• [Exercise brief]: Among the lines of the records, find all that carry the word "contains" and copy them.

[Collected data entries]
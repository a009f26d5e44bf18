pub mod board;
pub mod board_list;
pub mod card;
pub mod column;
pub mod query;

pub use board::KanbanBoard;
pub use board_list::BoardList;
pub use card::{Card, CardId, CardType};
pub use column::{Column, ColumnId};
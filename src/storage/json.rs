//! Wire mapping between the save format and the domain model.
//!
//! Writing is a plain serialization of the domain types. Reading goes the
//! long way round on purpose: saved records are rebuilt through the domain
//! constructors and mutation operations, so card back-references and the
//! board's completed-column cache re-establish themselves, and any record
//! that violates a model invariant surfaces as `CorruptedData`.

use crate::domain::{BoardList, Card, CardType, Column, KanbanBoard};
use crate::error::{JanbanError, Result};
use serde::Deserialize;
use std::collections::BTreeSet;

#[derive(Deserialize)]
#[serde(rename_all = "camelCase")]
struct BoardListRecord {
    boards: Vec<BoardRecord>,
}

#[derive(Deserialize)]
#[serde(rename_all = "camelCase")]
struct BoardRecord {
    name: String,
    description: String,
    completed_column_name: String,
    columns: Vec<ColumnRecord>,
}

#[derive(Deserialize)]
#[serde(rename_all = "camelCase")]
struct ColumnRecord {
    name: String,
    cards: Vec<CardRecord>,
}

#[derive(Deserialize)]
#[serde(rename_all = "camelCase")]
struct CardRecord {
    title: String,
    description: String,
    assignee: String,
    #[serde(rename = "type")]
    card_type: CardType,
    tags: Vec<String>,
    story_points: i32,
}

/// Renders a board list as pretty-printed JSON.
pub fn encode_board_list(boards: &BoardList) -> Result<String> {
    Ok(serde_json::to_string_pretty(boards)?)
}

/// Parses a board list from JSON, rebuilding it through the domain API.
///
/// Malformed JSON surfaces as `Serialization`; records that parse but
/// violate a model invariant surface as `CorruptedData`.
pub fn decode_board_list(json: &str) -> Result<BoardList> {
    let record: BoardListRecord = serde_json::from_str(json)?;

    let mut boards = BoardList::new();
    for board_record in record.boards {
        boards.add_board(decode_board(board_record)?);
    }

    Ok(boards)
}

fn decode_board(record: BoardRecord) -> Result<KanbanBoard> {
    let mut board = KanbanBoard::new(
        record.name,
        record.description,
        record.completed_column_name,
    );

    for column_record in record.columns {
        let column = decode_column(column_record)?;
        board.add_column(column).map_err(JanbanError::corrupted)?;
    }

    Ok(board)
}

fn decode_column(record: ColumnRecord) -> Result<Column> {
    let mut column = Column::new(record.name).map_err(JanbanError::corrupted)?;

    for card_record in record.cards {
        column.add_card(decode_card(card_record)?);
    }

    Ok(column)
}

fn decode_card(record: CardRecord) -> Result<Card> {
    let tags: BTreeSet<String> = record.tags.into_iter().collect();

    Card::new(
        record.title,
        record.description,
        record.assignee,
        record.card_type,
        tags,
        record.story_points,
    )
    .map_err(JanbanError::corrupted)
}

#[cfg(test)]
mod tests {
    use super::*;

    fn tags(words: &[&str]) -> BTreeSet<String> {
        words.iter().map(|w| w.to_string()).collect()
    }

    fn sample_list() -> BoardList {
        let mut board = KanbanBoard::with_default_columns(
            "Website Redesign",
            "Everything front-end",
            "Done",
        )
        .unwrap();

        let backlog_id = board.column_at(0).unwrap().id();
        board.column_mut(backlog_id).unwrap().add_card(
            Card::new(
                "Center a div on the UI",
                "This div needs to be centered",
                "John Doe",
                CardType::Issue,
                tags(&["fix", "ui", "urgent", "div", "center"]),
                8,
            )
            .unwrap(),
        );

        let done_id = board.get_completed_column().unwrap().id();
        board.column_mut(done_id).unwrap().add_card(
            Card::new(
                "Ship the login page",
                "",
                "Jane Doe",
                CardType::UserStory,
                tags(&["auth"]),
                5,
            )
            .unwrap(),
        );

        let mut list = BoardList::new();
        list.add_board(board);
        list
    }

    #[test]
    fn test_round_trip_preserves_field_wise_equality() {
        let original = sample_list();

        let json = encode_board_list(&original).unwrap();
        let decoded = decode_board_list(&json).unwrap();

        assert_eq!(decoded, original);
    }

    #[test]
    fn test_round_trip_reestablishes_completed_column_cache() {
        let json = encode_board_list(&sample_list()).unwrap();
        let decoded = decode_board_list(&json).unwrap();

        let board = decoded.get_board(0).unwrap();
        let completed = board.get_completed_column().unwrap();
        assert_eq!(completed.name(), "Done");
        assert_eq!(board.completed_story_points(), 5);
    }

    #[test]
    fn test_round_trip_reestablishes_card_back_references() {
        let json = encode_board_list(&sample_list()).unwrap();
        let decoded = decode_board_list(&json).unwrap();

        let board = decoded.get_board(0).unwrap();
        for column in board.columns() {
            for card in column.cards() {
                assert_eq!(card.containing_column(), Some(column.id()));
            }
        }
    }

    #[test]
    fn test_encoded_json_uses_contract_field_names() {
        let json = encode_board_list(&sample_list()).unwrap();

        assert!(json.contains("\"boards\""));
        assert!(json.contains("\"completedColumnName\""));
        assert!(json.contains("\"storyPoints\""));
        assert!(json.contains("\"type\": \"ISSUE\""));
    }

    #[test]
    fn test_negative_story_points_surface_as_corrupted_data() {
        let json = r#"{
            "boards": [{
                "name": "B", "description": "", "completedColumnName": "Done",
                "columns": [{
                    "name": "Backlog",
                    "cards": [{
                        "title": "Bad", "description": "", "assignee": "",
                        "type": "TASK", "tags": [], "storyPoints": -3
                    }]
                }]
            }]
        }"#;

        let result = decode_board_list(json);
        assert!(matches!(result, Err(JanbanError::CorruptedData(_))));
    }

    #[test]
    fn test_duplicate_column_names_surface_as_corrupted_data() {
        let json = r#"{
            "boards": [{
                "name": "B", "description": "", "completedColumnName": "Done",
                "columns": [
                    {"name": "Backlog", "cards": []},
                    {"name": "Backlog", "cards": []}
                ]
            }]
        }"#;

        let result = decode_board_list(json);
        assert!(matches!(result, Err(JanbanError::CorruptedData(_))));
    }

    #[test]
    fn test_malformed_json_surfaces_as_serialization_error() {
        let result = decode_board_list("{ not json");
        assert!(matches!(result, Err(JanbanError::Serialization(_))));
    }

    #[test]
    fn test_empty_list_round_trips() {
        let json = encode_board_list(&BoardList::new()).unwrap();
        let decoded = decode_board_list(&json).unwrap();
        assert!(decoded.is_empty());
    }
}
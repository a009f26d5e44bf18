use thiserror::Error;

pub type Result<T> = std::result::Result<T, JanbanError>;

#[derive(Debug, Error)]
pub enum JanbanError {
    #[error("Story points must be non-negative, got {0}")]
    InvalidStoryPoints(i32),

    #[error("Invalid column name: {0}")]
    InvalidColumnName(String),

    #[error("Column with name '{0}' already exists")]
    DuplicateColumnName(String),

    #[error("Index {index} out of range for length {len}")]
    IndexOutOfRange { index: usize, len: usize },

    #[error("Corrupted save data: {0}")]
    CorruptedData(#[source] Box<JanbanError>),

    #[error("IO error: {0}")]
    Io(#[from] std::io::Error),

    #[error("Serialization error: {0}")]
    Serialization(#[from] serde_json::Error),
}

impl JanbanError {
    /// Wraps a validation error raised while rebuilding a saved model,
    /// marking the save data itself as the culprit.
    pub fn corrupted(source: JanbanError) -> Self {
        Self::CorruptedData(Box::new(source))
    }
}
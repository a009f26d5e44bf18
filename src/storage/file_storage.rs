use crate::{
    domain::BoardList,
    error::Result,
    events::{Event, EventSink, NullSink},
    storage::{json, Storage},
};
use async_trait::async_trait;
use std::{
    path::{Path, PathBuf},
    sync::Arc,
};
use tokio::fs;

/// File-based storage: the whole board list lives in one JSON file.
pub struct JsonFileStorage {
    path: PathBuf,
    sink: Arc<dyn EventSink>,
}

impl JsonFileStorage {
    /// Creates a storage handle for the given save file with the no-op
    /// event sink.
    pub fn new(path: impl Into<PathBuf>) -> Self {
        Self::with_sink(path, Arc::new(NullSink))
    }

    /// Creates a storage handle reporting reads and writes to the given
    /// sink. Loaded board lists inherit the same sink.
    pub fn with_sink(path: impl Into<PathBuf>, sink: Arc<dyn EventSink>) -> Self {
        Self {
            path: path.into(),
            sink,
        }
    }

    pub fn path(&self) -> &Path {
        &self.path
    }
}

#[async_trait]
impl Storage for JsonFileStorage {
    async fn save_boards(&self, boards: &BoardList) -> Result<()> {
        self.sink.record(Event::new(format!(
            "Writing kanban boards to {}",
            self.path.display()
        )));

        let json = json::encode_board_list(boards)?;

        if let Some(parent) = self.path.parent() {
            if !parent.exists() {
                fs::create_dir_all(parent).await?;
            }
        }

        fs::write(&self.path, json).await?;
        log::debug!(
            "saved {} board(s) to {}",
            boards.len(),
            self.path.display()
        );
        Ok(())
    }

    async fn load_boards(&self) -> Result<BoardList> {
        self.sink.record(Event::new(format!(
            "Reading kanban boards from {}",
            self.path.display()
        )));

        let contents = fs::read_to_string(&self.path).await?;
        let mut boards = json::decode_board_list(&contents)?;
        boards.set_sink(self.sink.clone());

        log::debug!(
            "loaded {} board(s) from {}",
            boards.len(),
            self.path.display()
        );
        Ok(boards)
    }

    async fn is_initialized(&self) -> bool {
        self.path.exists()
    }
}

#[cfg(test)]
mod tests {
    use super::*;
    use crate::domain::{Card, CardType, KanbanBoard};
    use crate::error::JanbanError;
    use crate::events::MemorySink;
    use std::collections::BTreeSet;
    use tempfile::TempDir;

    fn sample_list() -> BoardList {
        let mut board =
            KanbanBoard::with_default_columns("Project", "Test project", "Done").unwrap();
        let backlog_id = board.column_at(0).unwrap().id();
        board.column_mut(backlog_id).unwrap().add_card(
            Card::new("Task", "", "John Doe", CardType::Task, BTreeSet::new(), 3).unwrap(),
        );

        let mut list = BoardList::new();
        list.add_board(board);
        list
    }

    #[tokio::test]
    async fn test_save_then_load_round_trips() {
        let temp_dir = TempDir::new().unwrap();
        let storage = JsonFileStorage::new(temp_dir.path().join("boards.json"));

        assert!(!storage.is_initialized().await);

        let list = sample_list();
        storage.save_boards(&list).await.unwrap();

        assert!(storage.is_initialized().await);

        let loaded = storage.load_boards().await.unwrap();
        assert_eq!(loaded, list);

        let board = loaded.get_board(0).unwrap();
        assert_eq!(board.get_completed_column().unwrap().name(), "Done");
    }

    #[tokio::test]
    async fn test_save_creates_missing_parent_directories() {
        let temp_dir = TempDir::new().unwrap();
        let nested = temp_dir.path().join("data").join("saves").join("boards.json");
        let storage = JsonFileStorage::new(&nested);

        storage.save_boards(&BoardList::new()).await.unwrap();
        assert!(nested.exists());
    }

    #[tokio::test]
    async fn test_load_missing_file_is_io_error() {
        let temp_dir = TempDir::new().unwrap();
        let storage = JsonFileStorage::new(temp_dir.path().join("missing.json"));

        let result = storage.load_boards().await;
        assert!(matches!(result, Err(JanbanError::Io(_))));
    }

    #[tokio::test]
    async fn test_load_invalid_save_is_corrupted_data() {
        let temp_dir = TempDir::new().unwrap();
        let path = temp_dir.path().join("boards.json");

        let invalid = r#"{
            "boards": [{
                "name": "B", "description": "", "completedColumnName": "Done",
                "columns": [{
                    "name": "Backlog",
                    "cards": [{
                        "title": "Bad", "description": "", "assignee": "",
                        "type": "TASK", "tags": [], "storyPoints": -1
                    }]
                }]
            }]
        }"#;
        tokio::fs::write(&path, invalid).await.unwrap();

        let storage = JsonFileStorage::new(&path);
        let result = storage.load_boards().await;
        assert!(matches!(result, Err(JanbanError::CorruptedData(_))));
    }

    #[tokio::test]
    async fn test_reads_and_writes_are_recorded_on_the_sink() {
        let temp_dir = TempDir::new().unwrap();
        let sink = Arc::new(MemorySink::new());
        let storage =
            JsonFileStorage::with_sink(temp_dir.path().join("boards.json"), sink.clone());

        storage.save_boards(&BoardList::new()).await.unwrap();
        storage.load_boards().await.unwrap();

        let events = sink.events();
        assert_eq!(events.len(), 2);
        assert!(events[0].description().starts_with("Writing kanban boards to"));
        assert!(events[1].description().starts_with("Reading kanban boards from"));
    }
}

• [Written solution]:
        assert!(json.contains("\"boards\""));
        assert!(json.contains("\"completedColumnName\""));
        assert!(json.contains("\"storyPoints\""));
        assert!(json.contains("\"type\": \"ISSUE\""));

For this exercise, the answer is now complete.